Segment Start: Data excerpts
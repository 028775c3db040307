//! Dialer Error Types
//!
//! `SocksError` is the cause of a failed handshake or dial. `DialError` wraps
//! it with the operation, network and endpoint context of the failing call.

use std::fmt;
use std::io;

use thiserror::Error;

use crate::protocol::{ReplyCode, SocksAddress};

/// Coarse classification of a [`SocksError`]
#[derive(Debug, Clone, Copy, PartialEq, Eq)]
pub enum ErrorKind {
    /// Unsupported network or command
    Config,
    /// Malformed `host:port` or out-of-range port
    TargetAddress,
    /// No IPv4 address found for a hostname
    Resolution,
    /// Proxy unreachable, or I/O with the proxy failed
    Transport,
    /// The proxy answered with a non-granted reply code
    Rejected,
    /// The caller cancelled the operation
    Cancelled,
    /// The caller's deadline elapsed
    DeadlineExceeded,
}

/// Cause of a failed SOCKS4 dial
#[derive(Debug, Error)]
pub enum SocksError {
    #[error("{0}")]
    Config(String),

    #[error("{0}")]
    TargetAddress(String),

    #[error("unable to resolve host: {host}")]
    Resolution {
        host: String,
        #[source]
        source: Option<io::Error>,
    },

    /// Failure reaching the proxy
    #[error(transparent)]
    Transport(io::Error),

    /// Failure while exchanging the handshake with the proxy
    #[error(transparent)]
    Io(io::Error),

    #[error("{0}")]
    Rejected(ReplyCode),

    #[error("operation was cancelled")]
    Cancelled,

    #[error("context deadline exceeded")]
    DeadlineExceeded,
}

impl SocksError {
    /// Classify this error
    pub fn kind(&self) -> ErrorKind {
        match self {
            SocksError::Config(_) => ErrorKind::Config,
            SocksError::TargetAddress(_) => ErrorKind::TargetAddress,
            SocksError::Resolution { .. } => ErrorKind::Resolution,
            SocksError::Transport(_) | SocksError::Io(_) => ErrorKind::Transport,
            SocksError::Rejected(_) => ErrorKind::Rejected,
            SocksError::Cancelled => ErrorKind::Cancelled,
            SocksError::DeadlineExceeded => ErrorKind::DeadlineExceeded,
        }
    }

    /// True for both caller cancellation and an elapsed deadline
    pub fn is_cancellation(&self) -> bool {
        matches!(self, SocksError::Cancelled | SocksError::DeadlineExceeded)
    }

    /// Wrap an error returned by a proxy dial capability.
    ///
    /// A cancellation raised by the dial capability keeps its class instead
    /// of being reported as a transport failure.
    pub(crate) fn transport(err: io::Error) -> Self {
        let cancellation = match err.get_ref().and_then(|inner| inner.downcast_ref::<SocksError>()) {
            Some(SocksError::Cancelled) => Some(SocksError::Cancelled),
            Some(SocksError::DeadlineExceeded) => Some(SocksError::DeadlineExceeded),
            _ => None,
        };
        match cancellation {
            Some(err) => err,
            None => SocksError::Transport(err),
        }
    }

    fn io_kind(&self) -> io::ErrorKind {
        match self {
            SocksError::Config(_) | SocksError::TargetAddress(_) => io::ErrorKind::InvalidInput,
            SocksError::Resolution { .. } => io::ErrorKind::NotFound,
            SocksError::Transport(e) | SocksError::Io(e) => e.kind(),
            SocksError::Rejected(_) => io::ErrorKind::ConnectionRefused,
            SocksError::Cancelled => io::ErrorKind::Interrupted,
            SocksError::DeadlineExceeded => io::ErrorKind::TimedOut,
        }
    }
}

impl From<SocksError> for io::Error {
    fn from(err: SocksError) -> Self {
        match err {
            SocksError::Transport(e) | SocksError::Io(e) => e,
            other => io::Error::new(other.io_kind(), other),
        }
    }
}

/// A failed dial, with the context of the call that failed.
///
/// `proxy` and `target` are `None` when the configured or requested address
/// could not be parsed.
#[derive(Debug, Error)]
#[error("{op} {network} {}->{}: {source}", DisplayAddr(.proxy), DisplayAddr(.target))]
pub struct DialError {
    pub op: &'static str,
    pub network: String,
    pub proxy: Option<SocksAddress>,
    pub target: Option<SocksAddress>,
    pub source: SocksError,
}

impl DialError {
    pub fn kind(&self) -> ErrorKind {
        self.source.kind()
    }

    pub fn is_cancellation(&self) -> bool {
        self.source.is_cancellation()
    }

    /// Drop the call context and keep the cause
    pub fn into_source(self) -> SocksError {
        self.source
    }
}

impl From<DialError> for io::Error {
    fn from(err: DialError) -> Self {
        let kind = err.source.io_kind();
        io::Error::new(kind, err)
    }
}

struct DisplayAddr<'a>(&'a Option<SocksAddress>);

impl fmt::Display for DisplayAddr<'_> {
    fn fmt(&self, f: &mut fmt::Formatter<'_>) -> fmt::Result {
        match self.0 {
            Some(addr) => addr.fmt(f),
            None => f.write_str("<nil>"),
        }
    }
}

#[cfg(test)]
mod tests {
    use super::*;
    use crate::protocol::{Host, SocksAddress};
    use std::net::{IpAddr, Ipv4Addr};

    #[test]
    fn test_dial_error_display() {
        let err = DialError {
            op: "socks connect",
            network: "tcp".to_string(),
            proxy: Some(SocksAddress::new(
                Host::Ip(IpAddr::V4(Ipv4Addr::new(10, 0, 0, 1))),
                1080,
            )),
            target: Some(SocksAddress::new(Host::Name("example.com".to_string()), 80)),
            source: SocksError::Rejected(ReplyCode::Rejected),
        };

        assert_eq!(
            err.to_string(),
            "socks connect tcp 10.0.0.1:1080->example.com:80: request rejected or failed"
        );
        assert_eq!(err.kind(), ErrorKind::Rejected);
    }

    #[test]
    fn test_dial_error_display_without_addresses() {
        let err = DialError {
            op: "socks bind",
            network: "udp".to_string(),
            proxy: None,
            target: None,
            source: SocksError::Config("network not implemented".to_string()),
        };

        assert_eq!(err.to_string(), "socks bind udp <nil>-><nil>: network not implemented");
    }

    #[test]
    fn test_transport_keeps_cancellation_class() {
        let io_err: io::Error = SocksError::Cancelled.into();
        assert_eq!(io_err.kind(), io::ErrorKind::Interrupted);
        assert_eq!(SocksError::transport(io_err).kind(), ErrorKind::Cancelled);

        let refused = io::Error::new(io::ErrorKind::ConnectionRefused, "refused");
        assert_eq!(SocksError::transport(refused).kind(), ErrorKind::Transport);
    }

    #[test]
    fn test_io_error_conversion() {
        let err = DialError {
            op: "socks connect",
            network: "tcp".to_string(),
            proxy: None,
            target: None,
            source: SocksError::DeadlineExceeded,
        };
        let io_err: io::Error = err.into();

        assert_eq!(io_err.kind(), io::ErrorKind::TimedOut);
        let inner = io_err.get_ref().and_then(|e| e.downcast_ref::<DialError>());
        assert!(inner.is_some_and(|e| e.is_cancellation()));
    }
}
Segment End: Data excerpts
• **Problem requirements**: Return a copy of each line in the entries that contains "DeadlineExceeded".

• **Result**:
    DeadlineExceeded,
    DeadlineExceeded,
            SocksError::DeadlineExceeded => ErrorKind::DeadlineExceeded,
        matches!(self, SocksError::Cancelled | SocksError::DeadlineExceeded)
            Some(SocksError::DeadlineExceeded) => Some(SocksError::DeadlineExceeded),
            SocksError::DeadlineExceeded => io::ErrorKind::TimedOut,
            source: SocksError::DeadlineExceeded,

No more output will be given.